The mailman just delivered a box for Cha Cha for a big work thing she is doing. I texted her that it had arrived and she typed, "oh man, can you bring it to me?" Of course, I said "yes" and now I have to get out of my Hugh Hefner pajamas again and drive to Geneva and deliver a package. I will put some other clothes on before I go rather than go nude even though the weather is pretty nice already. Maybe I should buy a big brown truck? By the time you read this (right now) I will be back already and it will seem, to you, like no time has gone by. I wish I had a Delorean DMC-12 with 1.21 jiggawatts so I could be back here before I got out of my pajamas. With those butterfly wing doors only one car could fit in the garage so that is impractical. Since you are reading this now I am already back. Maybe I did have 1.21 jiggawatts? Okay I am getting dressed now even though I am already back.
I still have so many things to do and it's almost 14:00. It was nice to see Cha Cha for about 55 seconds. She said she will not be home late tonight. I know she really thinks that but she will not be home early either. It's okay, we don;t have anything planned for tonight. I have to pay some bills (as always).
I need to stop eating so much again.
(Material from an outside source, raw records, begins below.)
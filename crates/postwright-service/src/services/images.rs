//! Text-to-image generation.

use async_trait::async_trait;
use base64::Engine;
use base64::engine::general_purpose::STANDARD;
use reqwest::Client;
use serde::{Deserialize, Serialize};
use std::time::Duration;
use tracing::{debug, error, info, instrument, warn};

use crate::errors::GenerationError;
use crate::models::{ImageModel, ImageSlot};
use crate::services::prompts::{PromptWriter, derive_image_prompts};

const IMAGE_SIZE: u32 = 1024;
const NEGATIVE_TEXT: &str = "blurry, low quality, distorted, unprofessional, nsfw";

#[async_trait]
pub trait ImageGenerator: Send + Sync {
    /// Generates one image for `prompt` and returns its raw bytes.
    async fn generate_image(
        &self,
        prompt: &str,
        model: ImageModel,
    ) -> Result<Vec<u8>, GenerationError>;
}

/// Per-model request tuning.
#[derive(Debug, Clone, Copy, PartialEq)]
pub struct ModelTuning {
    pub cfg_scale: f32,
    pub seed: u32,
    pub negative_text: Option<&'static str>,
}

impl ImageModel {
    pub fn tuning(self) -> ModelTuning {
        match self {
            ImageModel::Nova => ModelTuning {
                cfg_scale: 8.0,
                seed: 42,
                negative_text: None,
            },
            ImageModel::Titan => ModelTuning {
                cfg_scale: 7.5,
                seed: 43,
                negative_text: Some(NEGATIVE_TEXT),
            },
        }
    }
}

#[derive(Debug, Serialize)]
#[serde(rename_all = "camelCase")]
struct TextToImageRequest<'a> {
    task_type: &'static str,
    text_to_image_params: TextToImageParams<'a>,
    image_generation_config: ImageGenerationConfig,
}

#[derive(Debug, Serialize)]
#[serde(rename_all = "camelCase")]
struct TextToImageParams<'a> {
    text: &'a str,
    #[serde(skip_serializing_if = "Option::is_none")]
    negative_text: Option<&'a str>,
}

#[derive(Debug, Serialize)]
#[serde(rename_all = "camelCase")]
struct ImageGenerationConfig {
    number_of_images: u32,
    height: u32,
    width: u32,
    cfg_scale: f32,
    seed: u32,
}

#[derive(Debug, Deserialize)]
struct TextToImageResponse {
    #[serde(default)]
    images: Vec<String>,
}

/// Client for a `POST {base}/model/{model_id}/invoke` text-to-image API.
#[derive(Debug, Clone)]
pub struct HttpImageClient {
    client: Client,
    base_url: String,
    api_key: Option<String>,
    nova_model_id: String,
    titan_model_id: String,
}

impl HttpImageClient {
    pub fn new(
        base_url: impl Into<String>,
        api_key: Option<String>,
        nova_model_id: impl Into<String>,
        titan_model_id: impl Into<String>,
        timeout: Duration,
    ) -> Result<Self, GenerationError> {
        let client = Client::builder()
            .timeout(timeout)
            .build()
            .map_err(|e| GenerationError::Request(e.to_string()))?;
        Ok(Self {
            client,
            base_url: base_url.into().trim_end_matches('/').to_string(),
            api_key,
            nova_model_id: nova_model_id.into(),
            titan_model_id: titan_model_id.into(),
        })
    }

    fn model_id(&self, model: ImageModel) -> &str {
        match model {
            ImageModel::Nova => &self.nova_model_id,
            ImageModel::Titan => &self.titan_model_id,
        }
    }
}

#[async_trait]
impl ImageGenerator for HttpImageClient {
    #[instrument(skip_all, fields(model = %model))]
    async fn generate_image(
        &self,
        prompt: &str,
        model: ImageModel,
    ) -> Result<Vec<u8>, GenerationError> {
        let tuning = model.tuning();
        let request = TextToImageRequest {
            task_type: "TEXT_IMAGE",
            text_to_image_params: TextToImageParams {
                text: prompt,
                negative_text: tuning.negative_text,
            },
            image_generation_config: ImageGenerationConfig {
                number_of_images: 1,
                height: IMAGE_SIZE,
                width: IMAGE_SIZE,
                cfg_scale: tuning.cfg_scale,
                seed: tuning.seed,
            },
        };

        let url = format!("{}/model/{}/invoke", self.base_url, self.model_id(model));
        let mut builder = self.client.post(&url).json(&request);
        if let Some(key) = &self.api_key {
            builder = builder.bearer_auth(key);
        }

        let response = builder.send().await.map_err(|e| {
            error!(error = %e, "Failed to send image generation request");
            GenerationError::Request(e.to_string())
        })?;

        let status = response.status();
        if !status.is_success() {
            let message = response.text().await.unwrap_or_default();
            error!(status = %status, body = %message, "Image model returned error");
            return Err(GenerationError::Upstream {
                status: status.as_u16(),
                message,
            });
        }

        let body: TextToImageResponse = response
            .json()
            .await
            .map_err(|e| GenerationError::Malformed(e.to_string()))?;

        let encoded = body.images.into_iter().next().ok_or(GenerationError::NoImage)?;
        let bytes = decode_image(&encoded)?;
        debug!(bytes = bytes.len(), "Image generated");
        Ok(bytes)
    }
}

/// Decodes base64 image data, with or without a `data:` URL prefix.
pub fn decode_image(encoded: &str) -> Result<Vec<u8>, GenerationError> {
    let payload = match encoded.strip_prefix("data:") {
        Some(rest) => rest.split_once(',').map(|(_, data)| data).unwrap_or(rest),
        None => encoded,
    };
    let bytes = STANDARD
        .decode(payload.trim())
        .map_err(|e| GenerationError::Malformed(format!("invalid image encoding: {e}")))?;
    if bytes.is_empty() {
        return Err(GenerationError::NoImage);
    }
    Ok(bytes)
}

/// Prompts and per-slot results of one batch generation.
#[derive(Debug, Clone, PartialEq)]
pub struct ImageBatch {
    pub images: [Option<Vec<u8>>; 2],
    pub prompts: [String; 2],
}

impl ImageBatch {
    pub fn generated(&self) -> usize {
        self.images.iter().filter(|image| image.is_some()).count()
    }
}

/// Derives two prompts from `seed_text` and generates one image per slot
/// with that slot's model. A failing slot is logged and left empty.
pub async fn generate_images(
    writer: &dyn PromptWriter,
    generator: &dyn ImageGenerator,
    seed_text: &str,
) -> ImageBatch {
    let prompts = derive_image_prompts(writer, seed_text).await;
    let mut images: [Option<Vec<u8>>; 2] = [None, None];

    for slot in ImageSlot::ALL {
        let model = slot.default_model();
        match generator.generate_image(&prompts[slot.index()], model).await {
            Ok(bytes) => {
                info!(%slot, %model, "Generated image");
                images[slot.index()] = Some(bytes);
            }
            Err(err) => warn!(%slot, %model, error = %err, "Image generation failed"),
        }
    }

    ImageBatch { images, prompts }
}
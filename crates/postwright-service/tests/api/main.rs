#[path = "../common/mod.rs"]
mod common;

mod posts;
mod regenerate;
mod web;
I think I am going back to fruits and vegetables and salads with giardeniera for dressing. I eat when I'm happy. I eat when I am sad. I eat when I am bored. I eat the wrong things. I know what to do and how to do it but I have just not felt like doing it again for some reason.
I just looked out the window and it is snowing now. Not very heavily but I am tired of the snow for now.

I have some bills to pay so I had better end for now. I like when radio stations say they are going to take a break to pay some bills and they mean commercials because the advertisers are paying them to run the spots. I do not have ads but I know that blogger inserts ads when I post the blogs. I wish they did not do that but they do. Thanks for stopping in again today. I do appreciate you and, surprisingly, I think I will be back again tomorrow. Have a great night and I will blog you again tomorrow. TTTT...MITM (out) TA!